Enzymatic characterization of recombinant mouse retinal dehydrogenase type 1.

Retinal dehydrogenases (RALDHs) convert retinal into retinoic acids (RAs), which are important signaling molecules in embryogenesis and tissue differentiation. We expressed mouse RALDH type 1 (mRALDH1) in Escherichia coli and studied the kinetic properties of the recombinant enzyme for retinal substrates. Purified recombinant mRALDH1 catalyzed the oxidation of all-trans and 9-cis retinal but not 13-cis retinal, and exhibited two pH optimums, 7.8 and 9.4, for all-trans and 9-cis retinal substrates, respectively. The K(m) for all-trans retinal (11.6 micro M) was 3-fold higher than for 9-cis retinal (3.59 micro M). However, the conversion efficiencies of either all-trans or 9-cis retinal to the respective RAs were similar.

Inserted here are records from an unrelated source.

use std::time::{Duration, Instant};

/// Frame rate applied on software rasterizers when the user did not pick one.
pub const SOFTWARE_FPS_CAP: f32 = 30.0;

/// Lowest frame rate honoured as a cap; slower requests are raised to it.
const MIN_FPS_CAP: f32 = 0.01;

/// Decides when the event loop should issue the next redraw.
///
/// Without a cap every `ready` call returns true and the loop relies on vsync.
/// With a cap, frames are spaced at least `1 / fps` apart.
#[derive(Debug, Clone)]
pub struct FramePacer {
    interval: Option<Duration>,
    last_frame: Option<Instant>,
}

impl FramePacer {
    pub fn new(target_fps: Option<f32>) -> Self {
        let interval = target_fps
            .filter(|fps| fps.is_finite() && *fps > 0.0)
            .and_then(|fps| Duration::try_from_secs_f32(1.0 / fps.max(MIN_FPS_CAP)).ok());
        Self {
            interval,
            last_frame: None,
        }
    }

    pub fn is_capped(&self) -> bool {
        self.interval.is_some()
    }

    pub fn ready(&self, now: Instant) -> bool {
        match (self.interval, self.last_frame) {
            (Some(interval), Some(last)) => now.saturating_duration_since(last) >= interval,
            _ => true,
        }
    }

    pub fn mark_rendered(&mut self, now: Instant) {
        self.last_frame = Some(now);
    }

    pub fn next_deadline(&self) -> Option<Instant> {
        Some(self.last_frame? + self.interval?)
    }

    /// Forgets the last frame so the next `ready` call succeeds immediately.
    pub fn reset(&mut self) {
        self.last_frame = None;
    }
}
use std::time::Duration;

use deckconfig::{DeckConfig, EngineSettings, SlideConfig, TextSettings};

use crate::tween::Easing;

/// Per-slide shader parameters.
#[derive(Debug, Clone, Copy, PartialEq)]
pub struct SlideLook {
    pub zoom: f32,
    pub grain: f32,
    pub brightness: f32,
}

impl Default for SlideLook {
    fn default() -> Self {
        Self {
            zoom: 1.0,
            grain: 0.0,
            brightness: 1.0,
        }
    }
}

/// One entry of the hero sequence. The position in the sequence is its identity.
#[derive(Debug, Clone, PartialEq)]
pub struct Slide {
    pub title: String,
    pub description: String,
    pub media_ref: String,
    pub look: SlideLook,
}

impl Slide {
    pub fn new(title: impl Into<String>, media_ref: impl Into<String>) -> Self {
        Self {
            title: title.into(),
            description: String::new(),
            media_ref: media_ref.into(),
            look: SlideLook::default(),
        }
    }

    pub fn with_description(mut self, description: impl Into<String>) -> Self {
        self.description = description.into();
        self
    }

    pub fn with_look(mut self, look: SlideLook) -> Self {
        self.look = look;
        self
    }
}

impl From<&SlideConfig> for Slide {
    fn from(config: &SlideConfig) -> Self {
        Self {
            title: config.title.clone(),
            description: config.description.clone(),
            media_ref: config.media.clone(),
            look: SlideLook {
                zoom: config.zoom,
                grain: config.grain,
                brightness: config.brightness,
            },
        }
    }
}

pub fn slides_from_deck(deck: &DeckConfig) -> Vec<Slide> {
    deck.slides.iter().map(Slide::from).collect()
}

/// Timing knobs shared by the transition controller, autoplay and text sync.
#[derive(Debug, Clone, Copy, PartialEq)]
pub struct Timings {
    pub transition: Duration,
    pub sync_point: f32,
    pub easing: Easing,
    pub autoplay: bool,
    pub autoplay_interval: Duration,
    pub autoplay_delay: Duration,
    pub resume_after_navigation: Option<Duration>,
    pub text_exit: Duration,
    pub text_enter: Duration,
    pub text_stagger: Duration,
}

impl Default for Timings {
    fn default() -> Self {
        Self::from_settings(&EngineSettings::default(), &TextSettings::default())
    }
}

impl Timings {
    pub fn from_settings(engine: &EngineSettings, text: &TextSettings) -> Self {
        Self {
            transition: engine.transition,
            sync_point: engine.sync_point.clamp(0.0, 1.0),
            easing: engine.easing.into(),
            autoplay: engine.autoplay,
            autoplay_interval: engine.autoplay_interval,
            autoplay_delay: engine.autoplay_delay.unwrap_or(Duration::ZERO),
            resume_after_navigation: engine.resume_after_navigation,
            text_exit: text.exit,
            text_enter: text.enter,
            text_stagger: text.stagger,
        }
    }

    pub fn from_deck(deck: &DeckConfig) -> Self {
        Self::from_settings(&deck.engine, &deck.text)
    }

    /// Offset from the start of a transition at which text content swaps.
    pub fn sync_offset(&self) -> Duration {
        self.transition.mul_f32(self.sync_point)
    }
}

#[cfg(test)]
mod tests {
    use super::*;

    #[test]
    fn default_timings_follow_engine_defaults() {
        let timings = Timings::default();
        assert_eq!(timings.transition, Duration::from_millis(1500));
        assert_eq!(timings.autoplay_interval, Duration::from_secs(4));
        assert_eq!(timings.easing, Easing::EaseInOut);
        let offset = timings.sync_offset();
        assert!(offset > Duration::from_millis(490) && offset < Duration::from_millis(500));
    }

    #[test]
    fn slides_carry_look_from_deck() {
        let deck = DeckConfig::from_toml_str(
            r#"
version = 1

[[slides]]
title = "Harbour"
description = "Late sets by the water"
media = "harbour.jpg"
zoom = 1.2
grain = 0.05
"#,
        )
        .unwrap();
        let slides = slides_from_deck(&deck);
        assert_eq!(slides.len(), 1);
        assert_eq!(slides[0].media_ref, "harbour.jpg");
        assert_eq!(
            slides[0].look,
            SlideLook {
                zoom: 1.2,
                grain: 0.05,
                brightness: 1.0
            }
        );
    }
}
/// Snapshot of the pointer consumed by the frame loop.
#[derive(Debug, Clone, Copy, PartialEq)]
pub struct PointerState {
    /// Normalised position; `(0, 0)` is the bottom-left corner.
    pub position: [f32; 2],
    pub hovering: bool,
    pub smoothed_activity: f32,
}

impl Default for PointerState {
    fn default() -> Self {
        Self {
            position: [0.5, 0.5],
            hovering: false,
            smoothed_activity: 0.0,
        }
    }
}

/// Last-known pointer sample, fed by window events.
#[derive(Debug, Clone)]
pub struct PointerTracker {
    position: [f32; 2],
    hovering: bool,
    attached: bool,
}

impl Default for PointerTracker {
    fn default() -> Self {
        Self::new()
    }
}

impl PointerTracker {
    pub fn new() -> Self {
        Self {
            position: [0.5, 0.5],
            hovering: false,
            attached: true,
        }
    }

    pub fn is_attached(&self) -> bool {
        self.attached
    }

    /// Records a move in window pixels (origin top-left).
    pub fn handle_move(&mut self, x: f64, y: f64, width: u32, height: u32) {
        if !self.attached {
            return;
        }
        let w = f64::from(width.max(1));
        let h = f64::from(height.max(1));
        self.position = [
            (x / w).clamp(0.0, 1.0) as f32,
            (1.0 - y / h).clamp(0.0, 1.0) as f32,
        ];
        self.hovering = true;
    }

    pub fn handle_enter(&mut self) {
        if self.attached {
            self.hovering = true;
        }
    }

    pub fn handle_leave(&mut self) {
        if self.attached {
            self.hovering = false;
        }
    }

    /// Stops observing events. The last sample stays readable but goes idle.
    pub fn detach(&mut self) {
        self.attached = false;
        self.hovering = false;
    }

    pub fn position(&self) -> [f32; 2] {
        self.position
    }

    pub fn hovering(&self) -> bool {
        self.hovering
    }
}

/// Exponential approach of the ripple activity toward the hover state.
#[derive(Debug, Clone, Copy)]
pub struct ActivitySmoother {
    value: f32,
    factor: f32,
}

impl ActivitySmoother {
    pub fn new(factor: f32) -> Self {
        Self {
            value: 0.0,
            factor: factor.clamp(f32::EPSILON, 1.0),
        }
    }

    pub fn value(&self) -> f32 {
        self.value
    }

    /// Advances one frame and returns the new activity.
    pub fn step(&mut self, hovering: bool) -> f32 {
        let goal = if hovering { 1.0 } else { 0.0 };
        self.value += (goal - self.value) * self.factor;
        if (goal - self.value).abs() < 1e-3 {
            self.value = goal;
        }
        self.value = self.value.clamp(0.0, 1.0);
        self.value
    }

    pub fn reset(&mut self) {
        self.value = 0.0;
    }
}

#[cfg(test)]
mod tests {
    use super::*;

    #[test]
    fn move_normalises_and_flips_y() {
        let mut tracker = PointerTracker::new();
        tracker.handle_move(200.0, 150.0, 800, 600);
        let [x, y] = tracker.position();
        assert!((x - 0.25).abs() < 1e-6);
        assert!((y - 0.75).abs() < 1e-6);
        assert!(tracker.hovering());
    }

    #[test]
    fn move_outside_window_is_clamped() {
        let mut tracker = PointerTracker::new();
        tracker.handle_move(-40.0, 900.0, 800, 600);
        assert_eq!(tracker.position(), [0.0, 0.0]);
    }

    #[test]
    fn leave_clears_hover_but_keeps_position() {
        let mut tracker = PointerTracker::new();
        tracker.handle_move(400.0, 300.0, 800, 600);
        tracker.handle_leave();
        assert!(!tracker.hovering());
        assert_eq!(tracker.position(), [0.5, 0.5]);
    }

    #[test]
    fn detached_tracker_ignores_events() {
        let mut tracker = PointerTracker::new();
        tracker.detach();
        tracker.handle_enter();
        tracker.handle_move(10.0, 10.0, 100, 100);
        assert!(!tracker.hovering());
        assert!(!tracker.is_attached());
        assert_eq!(tracker.position(), [0.5, 0.5]);
    }

    #[test]
    fn activity_decays_below_threshold_within_sixty_frames() {
        let mut smoother = ActivitySmoother::new(0.08);
        for _ in 0..120 {
            smoother.step(true);
        }
        assert_eq!(smoother.value(), 1.0);

        for _ in 0..60 {
            smoother.step(false);
        }
        assert!(smoother.value() < 0.01);
    }

    #[test]
    fn activity_stays_in_unit_range() {
        let mut smoother = ActivitySmoother::new(1.0);
        for frame in 0..50 {
            let value = smoother.step(frame % 3 != 0);
            assert!((0.0..=1.0).contains(&value));
        }
    }
}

MgCl(2) inhibited the oxidation of both all-trans and 9-cis retinal. Chloral hydrate and acetaldehyde competitively suppressed all-trans retinal oxidation with inhibition constants (K(i)) of 4.99 and 49.4 micro M, respectively. Retinol, on the other hand, blocked the reaction uncompetitively. These data extend the kinetic characterization of mRALDH1, provide insight into the possible role of this enzyme in the biogenesis of RAs, and should give useful information on the determination of amino acid residues that play crucial roles in the catalysis of all-trans and 9-cis retinal.